Using Lambda's Managed Kubernetes#

Introduction#

This guide walks you through getting started with Lambda's Managed Kubernetes (MK8s) on a 1-Click Cluster (1CC).

MK8s provides a Kubernetes environment with GPU support, InfiniBand (RDMA), and shared persistent storage across all nodes in a 1CC. Clusters are preconfigured so you can deploy workloads without additional setup.

You'll learn how to:

Access MK8s using the Rancher Dashboard and kubectl.
Organize workloads using projects and namespaces.
Deploy and manage applications.
Expose services using Ingresses.
Use shared and node-local persistent storage.
Monitor GPU usage with the NVIDIA DCGM Grafana dashboard.

The guide includes two examples.

In the first, you'll deploy a vLLM server to serve the NousResearch Hermes 3 model:

Create a namespace for the examples.
Add a PersistentVolumeClaim (PVC) to cache model downloads.
Deploy the vLLM server.
Expose it with a Service.
Configure an Ingress to make it accessible externally.
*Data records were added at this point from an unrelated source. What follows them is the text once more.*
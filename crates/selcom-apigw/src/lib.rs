//! Selcom API gateway integration
//!
//! Signed, authenticated transport to the Selcom API gateway and the
//! classification of its result codes.
//!
//! - [`api::signer`] turns a payload into the `SELCOM` header set
//! - [`api::SelcomApi`] sends signed GET/POST/DELETE requests and wraps the
//!   utility, wallet, IMT and checkout endpoints
//! - [`outcome`] maps `resultcode` onto success / in progress / ambiguous /
//!   failed
//! - [`api::webhook`] authenticates inbound C2B and checkout notifications
//!
//! ```rust,no_run
//! use selcom_apigw::api::types::TransactionQuery;
//! use selcom_apigw::{Outcome, SelcomApi, SelcomConfig};
//!
//! # async fn example() -> Result<(), Box<dyn std::error::Error>> {
//! let config = SelcomConfig {
//!     api_key: "api-key".to_string(),
//!     api_secret: "api-secret".to_string(),
//!     vendor: "TILL61000".to_string(),
//!     pin: "0000".to_string(),
//!     webhook_token: "token".to_string(),
//!     ..Default::default()
//! };
//!
//! let api = SelcomApi::new(&config)?;
//! let response = api
//!     .utility_query(&TransactionQuery {
//!         transid: "T1".to_string(),
//!     })
//!     .await?;
//!
//! match response.outcome() {
//!     Outcome::Success => {}
//!     Outcome::InProgress => { /* query again after STATUS_QUERY_COOLDOWN */ }
//!     Outcome::Ambiguous => { /* wait for reconciliation */ }
//!     Outcome::Failed => { /* surface response.message */ }
//! }
//! # Ok(())
//! # }
//! ```

#![warn(missing_docs)]
#![warn(rustdoc::bare_urls)]

pub mod api;
pub mod config;
pub mod error;
pub mod outcome;

pub use api::types::{GatewayResponse, Payload};
pub use api::SelcomApi;
pub use config::{ConfigError, Credential, SelcomConfig};
pub use error::Error;
pub use outcome::{Outcome, STATUS_QUERY_COOLDOWN};
//! Environment variables
//!
//! Anything set here overrides the built-in defaults. Command line flags
//! are applied afterwards.

mod info;
mod selcom;

use std::env;

use selcom_apigw::ConfigError;

use crate::config::Settings;

impl Settings {
    /// Overlay environment variables onto these settings
    pub fn from_env(mut self) -> Result<Self, ConfigError> {
        self.info = self.info.from_env()?;
        self.selcom = selcom::from_env(self.selcom)?;
        Ok(self)
    }
}

/// Read a variable, treating empty values as unset
fn var(name: &str) -> Option<String> {
    env::var(name).ok().filter(|value| !value.trim().is_empty())
}
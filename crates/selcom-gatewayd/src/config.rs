//! Daemon settings

use std::net::SocketAddr;

use selcom_apigw::{ConfigError, SelcomConfig};
use serde::{Deserialize, Serialize};

use crate::cli::Cli;
use crate::logging::LogFormat;

/// Default listen address
pub const DEFAULT_LISTEN_ADDR: &str = "127.0.0.1:8085";

/// Process settings
#[derive(Debug, Clone, Serialize, Deserialize)]
pub struct Info {
    /// Socket the HTTP server binds to
    pub listen_addr: String,
    /// Log output format
    pub log_format: LogFormat,
}

impl Default for Info {
    fn default() -> Self {
        Self {
            listen_addr: DEFAULT_LISTEN_ADDR.to_string(),
            log_format: LogFormat::default(),
        }
    }
}

/// Full daemon settings
#[derive(Debug, Clone, Default, Serialize, Deserialize)]
pub struct Settings {
    /// Process settings
    pub info: Info,
    /// Gateway credentials and endpoint
    pub selcom: SelcomConfig,
}

impl Settings {
    /// Command line flags win over the environment
    pub fn with_cli(mut self, cli: &Cli) -> Self {
        if let Some(listen_addr) = &cli.listen_addr {
            self.info.listen_addr = listen_addr.clone();
        }

        if let Some(log_format) = cli.log_format {
            self.info.log_format = log_format;
        }

        self
    }

    /// Parsed listen address
    pub fn listen_addr(&self) -> Result<SocketAddr, ConfigError> {
        self.info
            .listen_addr
            .parse()
            .map_err(|e: std::net::AddrParseError| ConfigError::Invalid {
                name: "listen_addr",
                reason: e.to_string(),
            })
    }

    /// Fail fast on anything the service cannot run without
    pub fn validate(&self) -> Result<(), ConfigError> {
        self.listen_addr()?;
        self.selcom.validate()
    }
}
//! Selcom request signing
//!
//! Every request to the gateway carries a header set derived from the
//! credential and the exact payload being sent:
//!
//! | Header | Value |
//! |--------|-------|
//! | `Authorization` | `SELCOM ` + base64(api key) |
//! | `Timestamp` | RFC 3339 instant with `+00:00` offset |
//! | `Digest-Method` | `HS256` |
//! | `Digest` | base64(HMAC-SHA256(secret, canonical message)) |
//! | `Signed-Fields` | comma-joined, sorted payload keys |
//! | `Content-Type` | `application/json` |
//!
//! The canonical message is
//! `timestamp=<ts>&<k1>=<v1>&<k2>=<v2>...` over the sorted keys.
//!
//! # Value stringification
//!
//! - strings are used verbatim
//! - numbers use their JSON text (`1000`, `12.5`)
//! - booleans are `true` / `false`
//! - null is the empty string
//! - arrays and objects are compact JSON with object keys sorted at every
//!   level
//!
//! Query strings for GET/DELETE use the same stringification so the
//! verifier sees the signed values.

use base64::engine::general_purpose::STANDARD;
use base64::Engine as _;
use chrono::{DateTime, SecondsFormat, Utc};
use reqwest::header::{HeaderMap, HeaderName, HeaderValue, AUTHORIZATION, CONTENT_TYPE};
use ring::hmac;
use serde_json::Value;

use super::error::Error;
use super::types::Payload;
use crate::config::Credential;

/// Authorization scheme prefix
pub const AUTHORIZATION_SCHEME: &str = "SELCOM";
/// Digest algorithm identifier
pub const DIGEST_METHOD: &str = "HS256";
/// Content type sent with every request
pub const CONTENT_TYPE_JSON: &str = "application/json";

/// `Timestamp` header name
pub const TIMESTAMP_HEADER: &str = "Timestamp";
/// `Digest-Method` header name
pub const DIGEST_METHOD_HEADER: &str = "Digest-Method";
/// `Digest` header name
pub const DIGEST_HEADER: &str = "Digest";
/// `Signed-Fields` header name
pub const SIGNED_FIELDS_HEADER: &str = "Signed-Fields";

/// Headers authenticating a single request
#[derive(Debug, Clone, PartialEq, Eq)]
pub struct SignedHeaders {
    /// `SELCOM <base64 api key>`
    pub authorization: String,
    /// Signing instant
    pub timestamp: String,
    /// Always [`DIGEST_METHOD`]
    pub digest_method: String,
    /// Base64 HMAC-SHA256 digest
    pub digest: String,
    /// Comma-joined sorted field names
    pub signed_fields: String,
    /// Always [`CONTENT_TYPE_JSON`]
    pub content_type: String,
}

impl SignedHeaders {
    /// Header name/value pairs in wire casing
    pub fn pairs(&self) -> [(&'static str, &str); 6] {
        [
            ("Authorization", &self.authorization),
            (TIMESTAMP_HEADER, &self.timestamp),
            (DIGEST_METHOD_HEADER, &self.digest_method),
            (DIGEST_HEADER, &self.digest),
            (SIGNED_FIELDS_HEADER, &self.signed_fields),
            ("Content-Type", &self.content_type),
        ]
    }

    /// Convert into a header map for `reqwest`
    pub fn to_header_map(&self) -> Result<HeaderMap, Error> {
        let mut headers = HeaderMap::with_capacity(6);
        headers.insert(AUTHORIZATION, header_value(&self.authorization)?);
        headers.insert(CONTENT_TYPE, header_value(&self.content_type)?);

        for (name, value) in [
            (TIMESTAMP_HEADER, &self.timestamp),
            (DIGEST_METHOD_HEADER, &self.digest_method),
            (DIGEST_HEADER, &self.digest),
            (SIGNED_FIELDS_HEADER, &self.signed_fields),
        ] {
            let name = HeaderName::from_bytes(name.as_bytes())
                .map_err(|e| Error::InvalidHeader(e.to_string()))?;
            headers.insert(name, header_value(value)?);
        }

        Ok(headers)
    }
}

fn header_value(value: &str) -> Result<HeaderValue, Error> {
    HeaderValue::from_str(value).map_err(|e| Error::InvalidHeader(e.to_string()))
}

/// Derives [`SignedHeaders`] from a credential
#[derive(Debug, Clone)]
pub struct Signer {
    credential: Credential,
    authorization: String,
}

impl Signer {
    /// Create a signer for the given credential
    pub fn new(credential: Credential) -> Self {
        let authorization = format!(
            "{} {}",
            AUTHORIZATION_SCHEME,
            STANDARD.encode(credential.api_key.as_bytes())
        );

        Self {
            credential,
            authorization,
        }
    }

    /// Sign a payload with the current time
    pub fn sign(&self, payload: &Payload) -> SignedHeaders {
        self.sign_at(payload, &current_timestamp())
    }

    /// Sign a payload with an explicit timestamp
    ///
    /// Used to reproduce digests for verification and fixed test vectors.
    pub fn sign_at(&self, payload: &Payload, timestamp: &str) -> SignedHeaders {
        let fields = sorted_fields(payload);

        SignedHeaders {
            authorization: self.authorization.clone(),
            timestamp: timestamp.to_string(),
            digest_method: DIGEST_METHOD.to_string(),
            digest: self.digest(&canonical_message(timestamp, &fields, payload)),
            signed_fields: fields.join(","),
            content_type: CONTENT_TYPE_JSON.to_string(),
        }
    }

    /// Verify a digest over `signed_fields` (comma-separated) of `payload`
    ///
    /// Fields are taken in the order listed. Returns `false` when a listed
    /// field is absent from the payload or the digest is not valid base64.
    pub fn verify(
        &self,
        timestamp: &str,
        signed_fields: &str,
        payload: &Payload,
        digest: &str,
    ) -> bool {
        let fields: Vec<&str> = signed_fields
            .split(',')
            .map(str::trim)
            .filter(|f| !f.is_empty())
            .collect();

        if fields.iter().any(|f| !payload.contains_key(*f)) {
            return false;
        }

        let Ok(expected) = STANDARD.decode(digest.trim()) else {
            return false;
        };

        let message = canonical_message(timestamp, &fields, payload);
        let key = hmac::Key::new(hmac::HMAC_SHA256, self.credential.api_secret.as_bytes());
        hmac::verify(&key, message.as_bytes(), &expected).is_ok()
    }

    fn digest(&self, message: &str) -> String {
        let key = hmac::Key::new(hmac::HMAC_SHA256, self.credential.api_secret.as_bytes());
        let tag = hmac::sign(&key, message.as_bytes());
        STANDARD.encode(tag.as_ref())
    }
}

/// Current UTC instant in the gateway's timestamp format
pub fn current_timestamp() -> String {
    Utc::now().to_rfc3339_opts(SecondsFormat::Micros, false)
}

/// Largest accepted distance, in seconds, between a signed `Timestamp`
/// and the receiver's clock
pub const MAX_TIMESTAMP_SKEW_SECS: i64 = 300;

/// Whether `timestamp` is RFC 3339 and within [`MAX_TIMESTAMP_SKEW_SECS`]
/// of `now`, in either direction
pub fn timestamp_is_fresh(timestamp: &str, now: DateTime<Utc>) -> bool {
    match DateTime::parse_from_rfc3339(timestamp.trim()) {
        Ok(signed_at) => {
            let skew = now.signed_duration_since(signed_at.with_timezone(&Utc));
            skew.num_seconds().abs() <= MAX_TIMESTAMP_SKEW_SECS
        }
        Err(_) => false,
    }
}

/// Payload keys in ascending byte order
pub fn sorted_fields(payload: &Payload) -> Vec<&str> {
    let mut fields: Vec<&str> = payload.keys().map(String::as_str).collect();
    fields.sort_unstable();
    fields
}

/// Build the message that gets signed
pub fn canonical_message<S: AsRef<str>>(timestamp: &str, fields: &[S], payload: &Payload) -> String {
    let mut message = format!("timestamp={}", timestamp);
    for field in fields {
        let field = field.as_ref();
        message.push('&');
        message.push_str(field);
        message.push('=');
        if let Some(value) = payload.get(field) {
            message.push_str(&canonical_value(value));
        }
    }
    message
}

/// Stringify a payload value for signing and query strings
pub fn canonical_value(value: &Value) -> String {
    match value {
        Value::Null => String::new(),
        Value::Bool(b) => b.to_string(),
        Value::Number(n) => n.to_string(),
        Value::String(s) => s.clone(),
        Value::Array(_) | Value::Object(_) => {
            let mut out = String::new();
            write_sorted_json(value, &mut out);
            out
        }
    }
}

fn write_sorted_json(value: &Value, out: &mut String) {
    match value {
        Value::Array(items) => {
            out.push('[');
            for (i, item) in items.iter().enumerate() {
                if i > 0 {
                    out.push(',');
                }
                write_sorted_json(item, out);
            }
            out.push(']');
        }
        Value::Object(map) => {
            let mut keys: Vec<&String> = map.keys().collect();
            keys.sort_unstable();
            out.push('{');
            for (i, key) in keys.into_iter().enumerate() {
                if i > 0 {
                    out.push(',');
                }
                out.push_str(&Value::String(key.clone()).to_string());
                out.push(':');
                write_sorted_json(&map[key.as_str()], out);
            }
            out.push('}');
        }
        scalar => out.push_str(&scalar.to_string()),
    }
}
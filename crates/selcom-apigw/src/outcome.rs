//! Gateway result code classification
//!
//! | resultcode | Outcome | Caller action |
//! |------------|---------|---------------|
//! | `000` | [`Outcome::Success`] | done |
//! | `111`, `927` | [`Outcome::InProgress`] | query status after [`STATUS_QUERY_COOLDOWN`] |
//! | `999` | [`Outcome::Ambiguous`] | do not retry, wait for reconciliation |
//! | anything else | [`Outcome::Failed`] | surface; retry only with a new transaction id |

use std::fmt;
use std::time::Duration;

use serde::{Deserialize, Serialize};

/// Completed successfully
pub const RESULT_SUCCESS: &str = "000";
/// Accepted, still processing
pub const RESULT_IN_PROGRESS: &str = "111";
/// Accepted, pending at the destination
pub const RESULT_PENDING: &str = "927";
/// Status indeterminate
pub const RESULT_AMBIGUOUS: &str = "999";

/// How long to wait before querying an in-progress transaction
pub const STATUS_QUERY_COOLDOWN: Duration = Duration::from_secs(180);

/// Classified result of a gateway call
#[derive(Debug, Clone, Copy, Hash, PartialEq, Eq, Serialize, Deserialize)]
#[serde(rename_all = "snake_case")]
pub enum Outcome {
    /// Operation fully completed
    Success,
    /// Accepted but not finalized
    InProgress,
    /// Indeterminate; never retry the money movement
    Ambiguous,
    /// Terminal failure
    Failed,
}

impl Outcome {
    /// Classify a result code
    ///
    /// Codes are matched exactly; padded or otherwise altered codes are
    /// failures.
    pub fn from_result_code(code: &str) -> Self {
        match code {
            RESULT_SUCCESS => Outcome::Success,
            RESULT_IN_PROGRESS | RESULT_PENDING => Outcome::InProgress,
            RESULT_AMBIGUOUS => Outcome::Ambiguous,
            _ => Outcome::Failed,
        }
    }

    /// Lowercase label used in responses
    pub fn as_str(&self) -> &'static str {
        match self {
            Outcome::Success => "success",
            Outcome::InProgress => "in_progress",
            Outcome::Ambiguous => "ambiguous",
            Outcome::Failed => "failed",
        }
    }

    /// Whether the transaction has reached a final state
    pub fn is_terminal(&self) -> bool {
        matches!(self, Outcome::Success | Outcome::Failed)
    }

    /// Message telling the caller what to do next
    pub fn caller_message(&self, transid: &str, gateway_message: &str) -> String {
        match self {
            Outcome::Success => format!("Transaction {} completed", transid),
            Outcome::InProgress => format!(
                "Transaction {} in progress. Query status after {} minutes.",
                transid,
                STATUS_QUERY_COOLDOWN.as_secs() / 60
            ),
            Outcome::Ambiguous => format!(
                "Transaction {} status ambiguous. Wait for reconciliation.",
                transid
            ),
            Outcome::Failed => format!("Transaction {} failed: {}", transid, gateway_message),
        }
    }
}

impl fmt::Display for Outcome {
    fn fmt(&self, f: &mut fmt::Formatter<'_>) -> fmt::Result {
        f.write_str(self.as_str())
    }
}
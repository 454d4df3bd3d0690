//! Selcom transport error types
//!
//! Everything here is a failure to exchange a request with the gateway.
//! A response that arrived with HTTP 2xx but carries a non-success
//! `resultcode` is not an error at this layer; see [`crate::outcome`].

use thiserror::Error;

/// Selcom API transport error
#[derive(Debug, Error)]
pub enum Error {
    /// Path could not be joined onto the base URL
    #[error("Invalid URL: {0}")]
    InvalidUrl(#[from] url::ParseError),

    /// Connection, timeout or TLS failure
    #[error("HTTP error: {0}")]
    Reqwest(#[from] reqwest::Error),

    /// Gateway answered with a non-2xx status
    #[error("Selcom gateway returned HTTP {status}: {body}")]
    Status {
        /// HTTP status code
        status: u16,
        /// Raw response body
        body: String,
    },

    /// JSON serialization/deserialization error
    #[error("JSON error: {0}")]
    Json(#[from] serde_json::Error),

    /// Signed header could not be encoded
    #[error("Invalid header value: {0}")]
    InvalidHeader(String),

    /// Request did not serialise to a JSON object
    #[error("Invalid payload: {0}")]
    Payload(String),

    /// Detached request task did not finish
    #[error("Request task failed: {0}")]
    Join(String),
}

impl Error {
    /// True for failures on the wire (network, TLS, timeout, HTTP status)
    pub fn is_transport(&self) -> bool {
        matches!(self, Error::Reqwest(_) | Error::Status { .. } | Error::Join(_))
    }

    /// True when the request timed out
    pub fn is_timeout(&self) -> bool {
        matches!(self, Error::Reqwest(e) if e.is_timeout())
    }

    /// HTTP status if the gateway answered at all
    pub fn status(&self) -> Option<u16> {
        match self {
            Error::Status { status, .. } => Some(*status),
            Error::Reqwest(e) => e.status().map(|s| s.as_u16()),
            _ => None,
        }
    }
}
In the second, you'll evaluate the multiplication-solving accuracy of the DeepSeek R1 Distill Llama 70B model using vLLM:

Run a batch job that performs the evaluation.
Monitor GPU utilization during the run.

Prerequisites#

You need the Kubernetes command-line tool, kubectl, to interact with the cluster. Refer to the Kubernetes documentation for installation instructions.

Accessing MK8s#

After your 1CC with MK8s is provisioned, you'll receive credentials to access MK8s. These include the Rancher Dashboard URL, username, and password.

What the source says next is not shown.